Stored data entries:
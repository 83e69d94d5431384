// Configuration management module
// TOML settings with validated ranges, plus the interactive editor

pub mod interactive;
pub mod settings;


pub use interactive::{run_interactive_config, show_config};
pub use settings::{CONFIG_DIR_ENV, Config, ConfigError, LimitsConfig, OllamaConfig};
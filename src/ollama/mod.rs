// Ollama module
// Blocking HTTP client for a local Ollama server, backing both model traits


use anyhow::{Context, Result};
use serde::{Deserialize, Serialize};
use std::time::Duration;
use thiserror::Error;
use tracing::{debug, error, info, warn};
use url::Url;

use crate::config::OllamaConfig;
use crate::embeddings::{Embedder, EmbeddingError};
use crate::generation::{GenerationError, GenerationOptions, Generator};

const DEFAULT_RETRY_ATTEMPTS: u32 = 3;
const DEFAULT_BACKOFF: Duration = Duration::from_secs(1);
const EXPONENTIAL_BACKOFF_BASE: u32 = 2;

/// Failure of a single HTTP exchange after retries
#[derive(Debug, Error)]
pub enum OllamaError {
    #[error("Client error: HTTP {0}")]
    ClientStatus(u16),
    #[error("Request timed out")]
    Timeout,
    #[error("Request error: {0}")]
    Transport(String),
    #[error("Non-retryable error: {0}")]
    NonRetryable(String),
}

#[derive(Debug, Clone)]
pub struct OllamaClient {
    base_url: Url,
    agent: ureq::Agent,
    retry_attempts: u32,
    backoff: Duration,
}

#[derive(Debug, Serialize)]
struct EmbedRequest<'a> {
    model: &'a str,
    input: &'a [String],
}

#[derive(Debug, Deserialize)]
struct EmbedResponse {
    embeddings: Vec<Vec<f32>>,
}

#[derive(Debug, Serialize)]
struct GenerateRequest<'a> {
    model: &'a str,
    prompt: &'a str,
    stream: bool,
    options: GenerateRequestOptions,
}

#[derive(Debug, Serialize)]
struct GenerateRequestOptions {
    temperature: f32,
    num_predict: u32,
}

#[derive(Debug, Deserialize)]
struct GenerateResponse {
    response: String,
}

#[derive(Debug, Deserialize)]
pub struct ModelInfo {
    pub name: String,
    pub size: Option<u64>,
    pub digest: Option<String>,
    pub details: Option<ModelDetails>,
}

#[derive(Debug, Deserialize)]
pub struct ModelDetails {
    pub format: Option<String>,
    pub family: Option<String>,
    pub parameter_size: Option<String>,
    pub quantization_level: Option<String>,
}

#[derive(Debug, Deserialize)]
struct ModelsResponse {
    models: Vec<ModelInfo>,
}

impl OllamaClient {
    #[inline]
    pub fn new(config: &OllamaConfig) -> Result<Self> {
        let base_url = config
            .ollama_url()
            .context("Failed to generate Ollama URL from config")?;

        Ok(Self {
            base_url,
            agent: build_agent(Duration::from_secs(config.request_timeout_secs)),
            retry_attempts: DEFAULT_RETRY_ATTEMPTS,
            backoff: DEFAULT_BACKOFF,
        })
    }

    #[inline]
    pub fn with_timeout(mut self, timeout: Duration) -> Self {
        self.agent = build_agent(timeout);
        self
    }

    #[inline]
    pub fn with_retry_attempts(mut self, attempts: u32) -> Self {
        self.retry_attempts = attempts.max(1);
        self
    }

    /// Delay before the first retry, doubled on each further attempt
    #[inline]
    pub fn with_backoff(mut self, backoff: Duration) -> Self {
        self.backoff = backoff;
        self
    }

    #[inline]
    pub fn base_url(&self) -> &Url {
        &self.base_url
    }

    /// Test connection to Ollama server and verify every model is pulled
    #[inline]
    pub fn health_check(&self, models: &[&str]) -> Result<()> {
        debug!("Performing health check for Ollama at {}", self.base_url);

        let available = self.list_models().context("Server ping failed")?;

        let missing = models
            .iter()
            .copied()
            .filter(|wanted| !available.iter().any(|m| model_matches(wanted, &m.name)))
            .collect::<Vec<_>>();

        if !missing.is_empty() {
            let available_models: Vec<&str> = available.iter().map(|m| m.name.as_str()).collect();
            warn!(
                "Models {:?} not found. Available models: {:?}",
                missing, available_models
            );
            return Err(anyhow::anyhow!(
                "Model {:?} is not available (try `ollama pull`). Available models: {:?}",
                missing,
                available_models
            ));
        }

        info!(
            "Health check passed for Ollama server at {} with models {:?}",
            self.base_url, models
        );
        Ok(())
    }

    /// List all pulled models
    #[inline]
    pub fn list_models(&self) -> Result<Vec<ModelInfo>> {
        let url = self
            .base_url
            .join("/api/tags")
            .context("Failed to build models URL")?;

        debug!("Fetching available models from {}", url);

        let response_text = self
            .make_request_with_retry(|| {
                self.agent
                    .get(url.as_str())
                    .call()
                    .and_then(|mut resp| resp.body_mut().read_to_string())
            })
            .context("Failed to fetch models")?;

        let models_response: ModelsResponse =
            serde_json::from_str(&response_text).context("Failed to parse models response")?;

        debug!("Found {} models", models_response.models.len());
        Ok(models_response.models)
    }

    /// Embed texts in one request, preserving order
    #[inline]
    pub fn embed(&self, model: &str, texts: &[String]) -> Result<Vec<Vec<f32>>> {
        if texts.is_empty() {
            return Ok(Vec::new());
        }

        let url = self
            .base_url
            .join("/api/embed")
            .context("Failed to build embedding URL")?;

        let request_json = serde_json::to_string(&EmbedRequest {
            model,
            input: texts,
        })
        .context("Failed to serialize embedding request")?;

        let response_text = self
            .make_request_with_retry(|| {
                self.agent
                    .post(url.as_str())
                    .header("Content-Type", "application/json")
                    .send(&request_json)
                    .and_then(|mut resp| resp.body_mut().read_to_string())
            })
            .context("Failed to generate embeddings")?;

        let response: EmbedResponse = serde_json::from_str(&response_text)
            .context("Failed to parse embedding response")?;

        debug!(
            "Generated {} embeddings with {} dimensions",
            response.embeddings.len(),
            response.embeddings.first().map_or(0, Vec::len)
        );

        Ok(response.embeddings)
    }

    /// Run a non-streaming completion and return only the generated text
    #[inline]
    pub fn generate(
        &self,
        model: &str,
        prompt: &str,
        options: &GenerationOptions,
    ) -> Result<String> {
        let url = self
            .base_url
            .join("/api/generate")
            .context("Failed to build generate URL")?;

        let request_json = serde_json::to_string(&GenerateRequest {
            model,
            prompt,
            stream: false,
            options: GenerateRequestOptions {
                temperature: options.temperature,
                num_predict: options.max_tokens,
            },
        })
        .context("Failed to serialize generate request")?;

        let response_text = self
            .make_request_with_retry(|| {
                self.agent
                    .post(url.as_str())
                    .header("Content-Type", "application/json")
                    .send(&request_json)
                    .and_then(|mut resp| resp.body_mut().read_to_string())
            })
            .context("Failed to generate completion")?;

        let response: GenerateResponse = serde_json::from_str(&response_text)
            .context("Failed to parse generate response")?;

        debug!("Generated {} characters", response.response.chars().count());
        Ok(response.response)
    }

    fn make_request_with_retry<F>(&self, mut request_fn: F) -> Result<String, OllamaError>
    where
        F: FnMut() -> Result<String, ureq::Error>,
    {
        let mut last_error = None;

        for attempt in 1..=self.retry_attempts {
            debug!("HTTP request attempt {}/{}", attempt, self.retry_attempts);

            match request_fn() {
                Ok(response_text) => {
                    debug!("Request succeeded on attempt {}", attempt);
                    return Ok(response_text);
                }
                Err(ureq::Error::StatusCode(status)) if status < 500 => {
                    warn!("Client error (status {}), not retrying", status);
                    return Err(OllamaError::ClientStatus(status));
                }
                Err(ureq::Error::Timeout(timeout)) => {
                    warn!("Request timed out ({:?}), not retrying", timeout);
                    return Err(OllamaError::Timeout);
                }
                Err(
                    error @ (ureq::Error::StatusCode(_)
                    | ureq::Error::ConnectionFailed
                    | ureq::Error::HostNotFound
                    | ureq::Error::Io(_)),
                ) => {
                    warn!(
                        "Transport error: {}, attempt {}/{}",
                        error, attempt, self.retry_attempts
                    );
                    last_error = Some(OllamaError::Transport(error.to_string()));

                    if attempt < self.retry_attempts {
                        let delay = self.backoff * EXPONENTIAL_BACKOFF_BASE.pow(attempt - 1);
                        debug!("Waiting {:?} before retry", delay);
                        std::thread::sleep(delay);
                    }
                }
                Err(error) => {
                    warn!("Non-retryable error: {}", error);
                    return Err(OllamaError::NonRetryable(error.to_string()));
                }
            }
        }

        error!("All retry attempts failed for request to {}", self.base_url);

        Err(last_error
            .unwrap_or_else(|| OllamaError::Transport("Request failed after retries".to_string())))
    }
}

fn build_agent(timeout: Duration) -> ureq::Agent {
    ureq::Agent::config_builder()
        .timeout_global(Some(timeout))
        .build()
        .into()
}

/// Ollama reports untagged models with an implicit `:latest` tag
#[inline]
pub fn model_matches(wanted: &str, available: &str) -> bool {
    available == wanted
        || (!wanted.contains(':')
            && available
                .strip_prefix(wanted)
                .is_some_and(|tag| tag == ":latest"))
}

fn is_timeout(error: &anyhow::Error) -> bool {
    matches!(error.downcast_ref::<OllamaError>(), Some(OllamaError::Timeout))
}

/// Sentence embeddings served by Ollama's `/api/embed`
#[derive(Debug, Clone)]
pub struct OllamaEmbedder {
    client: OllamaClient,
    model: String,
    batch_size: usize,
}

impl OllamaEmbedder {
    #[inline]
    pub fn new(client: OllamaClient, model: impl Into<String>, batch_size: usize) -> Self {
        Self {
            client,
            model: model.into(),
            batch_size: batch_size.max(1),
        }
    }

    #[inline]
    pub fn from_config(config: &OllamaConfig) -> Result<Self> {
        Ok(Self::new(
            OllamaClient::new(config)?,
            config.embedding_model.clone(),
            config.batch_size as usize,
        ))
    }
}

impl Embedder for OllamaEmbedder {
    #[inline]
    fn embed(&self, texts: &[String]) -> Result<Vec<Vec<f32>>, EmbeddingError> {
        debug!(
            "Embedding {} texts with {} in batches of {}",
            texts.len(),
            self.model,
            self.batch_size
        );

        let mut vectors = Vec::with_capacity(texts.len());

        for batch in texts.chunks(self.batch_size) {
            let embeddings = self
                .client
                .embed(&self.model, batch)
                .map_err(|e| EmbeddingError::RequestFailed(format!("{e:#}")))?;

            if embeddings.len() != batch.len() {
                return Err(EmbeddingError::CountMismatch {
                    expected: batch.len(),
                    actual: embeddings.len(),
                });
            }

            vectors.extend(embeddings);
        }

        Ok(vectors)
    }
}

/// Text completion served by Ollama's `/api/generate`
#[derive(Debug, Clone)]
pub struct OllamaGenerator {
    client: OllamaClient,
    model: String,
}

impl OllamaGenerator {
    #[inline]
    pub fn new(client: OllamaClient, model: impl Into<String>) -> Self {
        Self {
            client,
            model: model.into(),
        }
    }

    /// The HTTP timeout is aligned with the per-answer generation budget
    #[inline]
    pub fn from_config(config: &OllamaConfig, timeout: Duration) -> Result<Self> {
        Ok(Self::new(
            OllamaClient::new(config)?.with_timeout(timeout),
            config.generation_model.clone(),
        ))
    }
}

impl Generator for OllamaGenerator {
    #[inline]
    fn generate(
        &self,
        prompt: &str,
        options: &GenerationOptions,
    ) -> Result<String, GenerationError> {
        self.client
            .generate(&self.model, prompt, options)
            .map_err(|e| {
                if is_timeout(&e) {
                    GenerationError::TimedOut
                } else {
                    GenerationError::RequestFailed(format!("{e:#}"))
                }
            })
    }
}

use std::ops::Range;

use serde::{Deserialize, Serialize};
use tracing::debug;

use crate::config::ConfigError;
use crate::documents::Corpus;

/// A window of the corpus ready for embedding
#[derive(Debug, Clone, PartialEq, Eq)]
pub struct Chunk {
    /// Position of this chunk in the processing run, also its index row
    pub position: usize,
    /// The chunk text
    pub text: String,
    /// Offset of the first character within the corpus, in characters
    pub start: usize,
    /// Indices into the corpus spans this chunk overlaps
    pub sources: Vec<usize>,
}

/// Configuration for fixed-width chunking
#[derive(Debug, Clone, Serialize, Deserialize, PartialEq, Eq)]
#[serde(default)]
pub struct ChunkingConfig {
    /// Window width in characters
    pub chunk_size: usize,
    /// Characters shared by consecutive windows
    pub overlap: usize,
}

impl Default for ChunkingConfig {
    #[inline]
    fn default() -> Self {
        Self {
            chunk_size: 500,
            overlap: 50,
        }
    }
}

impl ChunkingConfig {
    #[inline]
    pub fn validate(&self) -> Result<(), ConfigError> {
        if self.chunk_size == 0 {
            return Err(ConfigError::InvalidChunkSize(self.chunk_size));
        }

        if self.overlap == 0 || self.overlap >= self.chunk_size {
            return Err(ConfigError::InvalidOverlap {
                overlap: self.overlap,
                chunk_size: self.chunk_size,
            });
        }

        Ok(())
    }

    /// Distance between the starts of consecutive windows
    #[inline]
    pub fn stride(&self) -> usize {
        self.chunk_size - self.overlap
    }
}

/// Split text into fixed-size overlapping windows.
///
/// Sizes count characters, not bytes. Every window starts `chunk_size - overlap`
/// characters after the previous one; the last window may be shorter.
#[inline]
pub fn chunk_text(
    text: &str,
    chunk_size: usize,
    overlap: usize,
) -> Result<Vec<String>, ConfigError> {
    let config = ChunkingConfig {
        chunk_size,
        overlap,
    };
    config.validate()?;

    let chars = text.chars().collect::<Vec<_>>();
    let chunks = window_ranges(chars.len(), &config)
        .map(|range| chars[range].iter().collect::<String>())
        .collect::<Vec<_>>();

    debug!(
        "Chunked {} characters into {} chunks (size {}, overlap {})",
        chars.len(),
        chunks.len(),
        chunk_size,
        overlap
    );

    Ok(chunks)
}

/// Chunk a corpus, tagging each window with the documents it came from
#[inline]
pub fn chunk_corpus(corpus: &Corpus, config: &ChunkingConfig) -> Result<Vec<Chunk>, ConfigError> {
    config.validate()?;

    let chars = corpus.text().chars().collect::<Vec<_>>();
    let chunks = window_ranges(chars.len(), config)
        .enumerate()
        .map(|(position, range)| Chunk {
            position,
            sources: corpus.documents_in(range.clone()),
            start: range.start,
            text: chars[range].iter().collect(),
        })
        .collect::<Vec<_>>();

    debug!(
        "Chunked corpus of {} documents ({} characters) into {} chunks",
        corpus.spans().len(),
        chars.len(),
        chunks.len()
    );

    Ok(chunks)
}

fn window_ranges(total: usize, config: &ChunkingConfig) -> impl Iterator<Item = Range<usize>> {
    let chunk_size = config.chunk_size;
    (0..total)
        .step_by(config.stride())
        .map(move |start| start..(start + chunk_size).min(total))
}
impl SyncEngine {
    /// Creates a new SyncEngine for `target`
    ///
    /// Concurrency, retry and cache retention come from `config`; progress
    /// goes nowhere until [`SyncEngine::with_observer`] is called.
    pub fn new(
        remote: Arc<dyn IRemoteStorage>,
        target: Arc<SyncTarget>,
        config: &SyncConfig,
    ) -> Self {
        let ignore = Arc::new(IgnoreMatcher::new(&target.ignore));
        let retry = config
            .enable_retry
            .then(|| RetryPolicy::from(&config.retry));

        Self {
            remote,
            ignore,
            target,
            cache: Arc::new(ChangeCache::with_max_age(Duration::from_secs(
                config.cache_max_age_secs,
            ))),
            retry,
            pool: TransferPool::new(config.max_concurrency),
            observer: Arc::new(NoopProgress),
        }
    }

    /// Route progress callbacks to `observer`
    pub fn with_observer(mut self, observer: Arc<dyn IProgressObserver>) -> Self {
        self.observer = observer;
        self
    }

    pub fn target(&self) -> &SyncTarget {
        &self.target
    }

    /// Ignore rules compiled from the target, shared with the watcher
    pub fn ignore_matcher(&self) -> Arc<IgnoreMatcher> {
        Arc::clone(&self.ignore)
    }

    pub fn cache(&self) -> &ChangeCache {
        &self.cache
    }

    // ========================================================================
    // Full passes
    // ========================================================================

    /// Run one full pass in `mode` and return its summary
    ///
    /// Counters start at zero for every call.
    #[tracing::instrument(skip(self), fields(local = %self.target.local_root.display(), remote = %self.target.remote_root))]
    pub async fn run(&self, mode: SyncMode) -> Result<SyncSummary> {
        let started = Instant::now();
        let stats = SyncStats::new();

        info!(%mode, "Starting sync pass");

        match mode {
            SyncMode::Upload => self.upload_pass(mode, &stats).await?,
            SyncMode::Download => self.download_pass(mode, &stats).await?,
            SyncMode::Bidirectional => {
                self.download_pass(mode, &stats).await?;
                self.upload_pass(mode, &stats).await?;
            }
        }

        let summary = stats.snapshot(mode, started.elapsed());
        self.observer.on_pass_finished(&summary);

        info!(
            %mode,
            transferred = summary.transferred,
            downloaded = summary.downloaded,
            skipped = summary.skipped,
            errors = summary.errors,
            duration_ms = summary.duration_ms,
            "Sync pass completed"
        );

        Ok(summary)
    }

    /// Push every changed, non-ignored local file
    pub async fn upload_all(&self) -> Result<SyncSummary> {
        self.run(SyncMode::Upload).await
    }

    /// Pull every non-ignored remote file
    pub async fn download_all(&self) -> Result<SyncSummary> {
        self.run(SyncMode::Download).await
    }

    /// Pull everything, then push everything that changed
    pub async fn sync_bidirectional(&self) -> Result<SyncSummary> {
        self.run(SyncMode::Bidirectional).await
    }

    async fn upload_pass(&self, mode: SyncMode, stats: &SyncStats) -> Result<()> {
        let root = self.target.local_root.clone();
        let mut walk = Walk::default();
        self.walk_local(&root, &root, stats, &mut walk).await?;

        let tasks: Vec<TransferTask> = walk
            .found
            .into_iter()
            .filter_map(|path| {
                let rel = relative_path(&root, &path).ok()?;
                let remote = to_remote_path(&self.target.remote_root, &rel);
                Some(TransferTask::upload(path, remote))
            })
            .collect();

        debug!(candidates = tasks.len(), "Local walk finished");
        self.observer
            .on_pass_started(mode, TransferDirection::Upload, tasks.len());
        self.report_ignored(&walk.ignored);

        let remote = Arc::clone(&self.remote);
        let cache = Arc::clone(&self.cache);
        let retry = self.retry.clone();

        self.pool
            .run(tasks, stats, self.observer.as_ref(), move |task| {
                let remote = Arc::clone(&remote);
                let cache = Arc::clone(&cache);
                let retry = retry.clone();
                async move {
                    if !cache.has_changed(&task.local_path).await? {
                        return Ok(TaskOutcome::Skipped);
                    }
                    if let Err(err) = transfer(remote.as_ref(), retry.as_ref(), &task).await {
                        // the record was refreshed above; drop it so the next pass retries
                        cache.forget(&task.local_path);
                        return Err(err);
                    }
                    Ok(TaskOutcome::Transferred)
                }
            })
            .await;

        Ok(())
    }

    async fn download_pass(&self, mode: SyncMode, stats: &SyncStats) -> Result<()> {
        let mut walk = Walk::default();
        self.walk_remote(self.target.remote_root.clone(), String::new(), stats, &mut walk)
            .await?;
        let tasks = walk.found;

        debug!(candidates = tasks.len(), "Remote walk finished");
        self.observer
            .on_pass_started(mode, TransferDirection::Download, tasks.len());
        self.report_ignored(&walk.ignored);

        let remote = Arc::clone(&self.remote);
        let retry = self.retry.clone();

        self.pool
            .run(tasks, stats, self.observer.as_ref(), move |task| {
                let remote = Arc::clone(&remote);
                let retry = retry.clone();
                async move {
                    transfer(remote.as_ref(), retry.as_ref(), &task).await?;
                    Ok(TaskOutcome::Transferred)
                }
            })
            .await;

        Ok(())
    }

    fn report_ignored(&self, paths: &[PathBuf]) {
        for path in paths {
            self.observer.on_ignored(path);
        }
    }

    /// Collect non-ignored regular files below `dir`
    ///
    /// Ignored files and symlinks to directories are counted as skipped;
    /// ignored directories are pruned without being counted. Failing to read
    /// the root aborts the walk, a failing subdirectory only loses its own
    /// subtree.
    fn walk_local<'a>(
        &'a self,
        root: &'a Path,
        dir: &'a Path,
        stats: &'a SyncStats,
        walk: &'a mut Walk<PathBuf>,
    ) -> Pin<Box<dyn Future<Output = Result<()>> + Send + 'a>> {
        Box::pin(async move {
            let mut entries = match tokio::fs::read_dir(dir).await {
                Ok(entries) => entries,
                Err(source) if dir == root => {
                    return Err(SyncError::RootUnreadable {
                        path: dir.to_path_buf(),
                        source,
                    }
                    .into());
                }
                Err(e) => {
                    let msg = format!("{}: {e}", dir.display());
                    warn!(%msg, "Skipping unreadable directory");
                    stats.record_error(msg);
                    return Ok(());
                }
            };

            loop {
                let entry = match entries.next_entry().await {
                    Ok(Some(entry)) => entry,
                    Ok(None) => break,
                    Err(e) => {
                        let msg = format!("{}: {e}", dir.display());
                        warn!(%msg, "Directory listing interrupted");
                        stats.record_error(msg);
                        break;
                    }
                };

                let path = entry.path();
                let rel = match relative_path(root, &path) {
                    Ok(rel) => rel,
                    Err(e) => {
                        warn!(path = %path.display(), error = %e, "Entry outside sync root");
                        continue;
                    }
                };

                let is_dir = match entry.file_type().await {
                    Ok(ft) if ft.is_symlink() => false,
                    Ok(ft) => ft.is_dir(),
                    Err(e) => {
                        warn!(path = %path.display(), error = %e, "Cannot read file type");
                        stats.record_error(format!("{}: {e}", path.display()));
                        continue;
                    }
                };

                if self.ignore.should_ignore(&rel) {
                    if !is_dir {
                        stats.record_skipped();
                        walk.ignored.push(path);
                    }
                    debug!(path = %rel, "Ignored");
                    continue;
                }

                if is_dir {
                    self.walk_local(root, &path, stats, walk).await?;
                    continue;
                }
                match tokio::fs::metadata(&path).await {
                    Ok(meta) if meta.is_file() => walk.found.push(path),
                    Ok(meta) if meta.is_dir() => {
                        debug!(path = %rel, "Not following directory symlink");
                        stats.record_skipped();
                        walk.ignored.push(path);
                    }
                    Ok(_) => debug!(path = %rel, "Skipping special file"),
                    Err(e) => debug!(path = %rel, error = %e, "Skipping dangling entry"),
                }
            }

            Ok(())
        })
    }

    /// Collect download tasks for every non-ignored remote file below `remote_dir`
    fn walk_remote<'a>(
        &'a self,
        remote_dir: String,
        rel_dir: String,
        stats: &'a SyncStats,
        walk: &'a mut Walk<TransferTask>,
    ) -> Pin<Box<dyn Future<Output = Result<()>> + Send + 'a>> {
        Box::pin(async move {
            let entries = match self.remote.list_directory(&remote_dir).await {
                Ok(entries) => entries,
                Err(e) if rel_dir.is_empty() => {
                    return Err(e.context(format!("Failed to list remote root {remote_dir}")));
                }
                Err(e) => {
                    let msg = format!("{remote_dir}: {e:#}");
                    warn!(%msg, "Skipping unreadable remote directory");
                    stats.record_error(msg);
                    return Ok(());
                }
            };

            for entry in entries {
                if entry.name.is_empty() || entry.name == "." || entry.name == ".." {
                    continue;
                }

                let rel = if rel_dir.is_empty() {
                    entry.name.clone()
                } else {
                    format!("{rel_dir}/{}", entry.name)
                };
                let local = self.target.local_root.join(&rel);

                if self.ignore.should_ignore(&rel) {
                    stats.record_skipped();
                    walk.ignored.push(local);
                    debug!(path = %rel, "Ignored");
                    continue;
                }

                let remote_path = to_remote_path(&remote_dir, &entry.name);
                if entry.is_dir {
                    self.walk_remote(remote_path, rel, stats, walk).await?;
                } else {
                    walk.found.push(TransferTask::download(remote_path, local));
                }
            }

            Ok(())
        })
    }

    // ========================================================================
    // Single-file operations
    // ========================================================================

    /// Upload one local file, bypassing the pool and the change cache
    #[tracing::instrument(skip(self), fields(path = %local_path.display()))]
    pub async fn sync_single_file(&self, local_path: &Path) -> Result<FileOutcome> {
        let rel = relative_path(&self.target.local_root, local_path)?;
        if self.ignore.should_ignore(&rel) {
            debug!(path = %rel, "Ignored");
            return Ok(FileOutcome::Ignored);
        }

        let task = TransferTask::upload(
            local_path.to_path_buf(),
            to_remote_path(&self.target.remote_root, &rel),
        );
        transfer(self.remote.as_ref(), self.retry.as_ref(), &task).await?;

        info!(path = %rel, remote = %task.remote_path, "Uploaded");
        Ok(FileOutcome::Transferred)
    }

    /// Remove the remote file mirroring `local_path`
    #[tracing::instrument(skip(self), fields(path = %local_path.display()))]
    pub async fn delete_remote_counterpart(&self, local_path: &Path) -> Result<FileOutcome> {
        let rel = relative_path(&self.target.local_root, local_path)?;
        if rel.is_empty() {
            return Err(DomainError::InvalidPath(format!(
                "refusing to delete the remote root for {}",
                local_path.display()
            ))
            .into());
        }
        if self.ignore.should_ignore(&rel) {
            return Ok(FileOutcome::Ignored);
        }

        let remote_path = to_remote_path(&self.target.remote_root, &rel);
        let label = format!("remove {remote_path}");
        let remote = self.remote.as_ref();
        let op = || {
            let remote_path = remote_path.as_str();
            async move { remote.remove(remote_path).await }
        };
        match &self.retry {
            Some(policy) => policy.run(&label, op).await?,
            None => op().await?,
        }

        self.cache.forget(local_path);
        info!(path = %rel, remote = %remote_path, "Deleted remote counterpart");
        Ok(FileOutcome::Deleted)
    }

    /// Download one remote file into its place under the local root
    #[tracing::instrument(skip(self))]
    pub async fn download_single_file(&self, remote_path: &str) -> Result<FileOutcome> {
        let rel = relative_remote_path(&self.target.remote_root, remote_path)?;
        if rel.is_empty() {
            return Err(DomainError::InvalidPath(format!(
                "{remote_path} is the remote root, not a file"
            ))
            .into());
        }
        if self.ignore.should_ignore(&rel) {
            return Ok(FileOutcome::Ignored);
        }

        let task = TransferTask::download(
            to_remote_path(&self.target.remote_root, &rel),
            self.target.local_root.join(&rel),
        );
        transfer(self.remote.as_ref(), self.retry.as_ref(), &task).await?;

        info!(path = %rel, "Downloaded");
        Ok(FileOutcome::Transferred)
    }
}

Task prompt: Search the entries above for "windows". Return every line that has it.

Task output:
    /// Characters shared by consecutive windows
    /// Distance between the starts of consecutive windows
/// Split text into fixed-size overlapping windows.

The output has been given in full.